Mientras que un montón de tíos con varios doctorados a cuestas buscan la forma de resolver el problema que plantean los miles de toneladas de plásticos que se desechan en todo el planeta, un muchacho de 16 años acaba de descubrir una bacteria que podría –literalmente– comérselo todo de un par de bocados.
Al parecer, un adolescente canadiense (estudiante de nivel medio) llamado Daniel Burd, ha solucionado uno de los mayores problemas ecológicos a los que se enfrenta la humanidad: el plástico. Es que los efectos de la contaminación por plásticos no degradables, que necesitan decenas de siglos en ser descompuestos, podrían reducirse drásticamente gracias a una bacteria que es capaz de dar cuenta de ellos en solo tres meses.
Cada año se producen en el mundo miles de millones de bolsas y envases plásticos, que terminan ocupando espacio en los vertederos públicos, volando por calles y parques o incluso flotando en lagos y mares. El problema es que, al contrario de lo que ocurre con el papel o el cartón, el plástico no se degrada con facilidad, por lo que una vez desechado constituye un problema ecológico grave. Los expertos han propuesto algunas soluciones, que incluyen desde el reemplazo del material de nuestros paquetes hasta el uso de enormes aparatos de microondas para convertir los envoltorios en combustibles. Por supuesto, en la práctica nada ha dado resultado.
Pero Daniel Burd, estudiante del “Waterloo Institute” encontró la forma de hacer que las bolsas de plástico se descompongan de forma “natural” en solo tres meses. La idea, en primera instancia, le hizo ganar el primer premio en la “Feria de la Ciencia” en Ottawa. Esto le permitió acceder a un premio de 10.000 dólares y una beca de 20.000. La segunda buena noticia es que ahora tenemos una manera práctica de terminar con esta verdadera maldición ecológica con forma de bolsa camiseta.
“Casi cada semana tengo que hacer las tareas domésticas y cuando abro la puerta de WC, tengo esa avalancha de bolsas de plástico”, explica Daniel. “Un día me cansé de todo esto y comencé a averiguar qué hacían otras personas con estas bolsas de plástico.” El resultado de sus consultas fue bastante desmoralizante: “Nada”. Burd se puso a trabajar para encontrar una solución al problema. Partió de la base de que, si le damos el tiempo suficiente, el plástico finalmente se degrada gracias a determinados microorganismos. Comenzó a elaborar un plan para aislar las bacterias encargadas de realizar esta tarea, pero pronto se dio cuenta que no sería algo fácil, porque no existen en gran número en la naturaleza.

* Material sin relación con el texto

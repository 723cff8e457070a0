//! Units calculator CLI
//!
//! Evaluates length expressions such as `1in + 2cm - (3mm - 1px)` and prints
//! the result in one unit.

mod commands;
mod config;
mod logging;

use anyhow::Context;
use clap::{Parser, Subcommand};
use std::io::{self, Write};
use std::path::PathBuf;
use unitscalc::{Calculator, Unit};

use crate::config::Config;

#[derive(Parser)]
#[command(name = "unitscalc")]
#[command(version, about = "Calculator for lengths in mm, cm, in, px and pt", long_about = None)]
struct Cli {
    /// Path to a TOML configuration file (default: ./unitscalc.toml if present)
    #[arg(long, global = true)]
    config: Option<PathBuf>,

    #[command(subcommand)]
    command: Commands,
}

#[derive(Subcommand)]
enum Commands {
    /// Evaluate an expression into a single unit
    Eval {
        /// Expression, e.g. "1in + 2cm - (3mm - 1px)"
        #[arg(allow_hyphen_values = true)]
        expression: String,

        /// Target unit (mm, cm, in, px, pt); defaults to the configured unit
        #[arg(short, long)]
        to: Option<String>,

        /// Print the result as JSON
        #[arg(long)]
        json: bool,
    },
    /// Print the canonical form of an expression
    Pretty {
        #[arg(allow_hyphen_values = true)]
        expression: String,
    },
    /// Print the tokens of an expression, one per line
    Tokens {
        #[arg(allow_hyphen_values = true)]
        expression: String,
    },
    /// Print the base constants and the conversion ratio table
    Units,
    /// Evaluate expressions read line by line from stdin
    Repl {
        /// Initial target unit; change it in the session with `:to <unit>`
        #[arg(short, long)]
        to: Option<String>,
    },
}

fn main() -> anyhow::Result<()> {
    let cli = Cli::parse();

    let config = Config::load(cli.config.as_deref()).context("Failed to load configuration")?;
    config
        .validate()
        .map_err(|e| anyhow::anyhow!("Invalid configuration: {e}"))?;

    logging::init_logging(&config.logging).context("Failed to initialize logging")?;
    tracing::debug!(
        default_unit = %config.default_unit,
        history_limit = config.history_limit,
        "Configuration loaded"
    );

    let calculator = Calculator::with_options(config.format_options());
    let stdout = io::stdout();
    let mut out = stdout.lock();

    match cli.command {
        Commands::Eval {
            expression,
            to,
            json,
        } => {
            let target = to.unwrap_or_else(|| config.default_unit.clone());
            commands::eval(&calculator, &expression, &target, json, &mut out)?;
        }
        Commands::Pretty { expression } => commands::pretty(&calculator, &expression, &mut out)?,
        Commands::Tokens { expression } => commands::tokens(&expression, &mut out)?,
        Commands::Units => commands::units(&calculator, &mut out)?,
        Commands::Repl { to } => {
            let target = match to {
                Some(code) => code.parse::<Unit>().context("Invalid target unit")?,
                None => config.target_unit()?,
            };
            let stdin = io::stdin();
            commands::repl(
                &calculator,
                target,
                config.history_limit,
                stdin.lock(),
                &mut out,
            )?;
        }
    }

    out.flush().context("Failed to flush output")?;
    Ok(())
}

Burd mezcló una parte de su basura doméstica con levadura y agua del grifo, luego añadió plástico finamente picado (hecho polvo, en realidad) y puso el mejunje a cocerse a fuego lento. Como “grupo de control” utilizó unos frascos en los que puso restos de plásticos previamente hervidos, es decir, absolutamente libres de bacterias. Seis semanas más tarde, al pesar los recipientes, notó que el peso de sus cultivos había disminuido en un 17%, mientras que los frascos de control pesaban exactamente lo mismo. A continuación, Burd realizó experimentos similares pero utilizando diferentes temperaturas y agregando acetato de sodio como fuente de carbono para ayudar a las bacterias a multiplicarse. A 37 grados y con un poco de acetato de sodio, Burd alcanzó el 43% de degradación en un plazo en seis semanas. Finalmente, Burd aisló a los microbios que le interesaban. Uno pertenece al género Pseudomonas, y el otro al Sphingominas.
Ahora, hay que convertir el experimento hogareño de Daniel en un proceso a escala industrial. No parece muy difícil de lograr, ya que lo único que se necesita es un fermentador, un medio de crecimiento, plástico (que es lo que sobra) y las bacterias. Un punto destacable es que las mismas bacterias que se zampan el plástico pueden aportar la energía necesaria para calentar la mezcla, ya que estos microbios producen calor a medida que comen. La única pega de todo el proceso es que como subproducto se obtienen dosis minúsculas de dióxido de carbono, gas de reconocido efecto invernadero. Los expertos creen que este es un precio que vale la pena pagar, y que incluso podrían modificarse genéticamente a las bacterias implicadas para minimizar el CO2 liberado. Sin dudas, parece que este estudiante les ha matado el punto a todos. ¿Quién dijo que la juventud está perdida?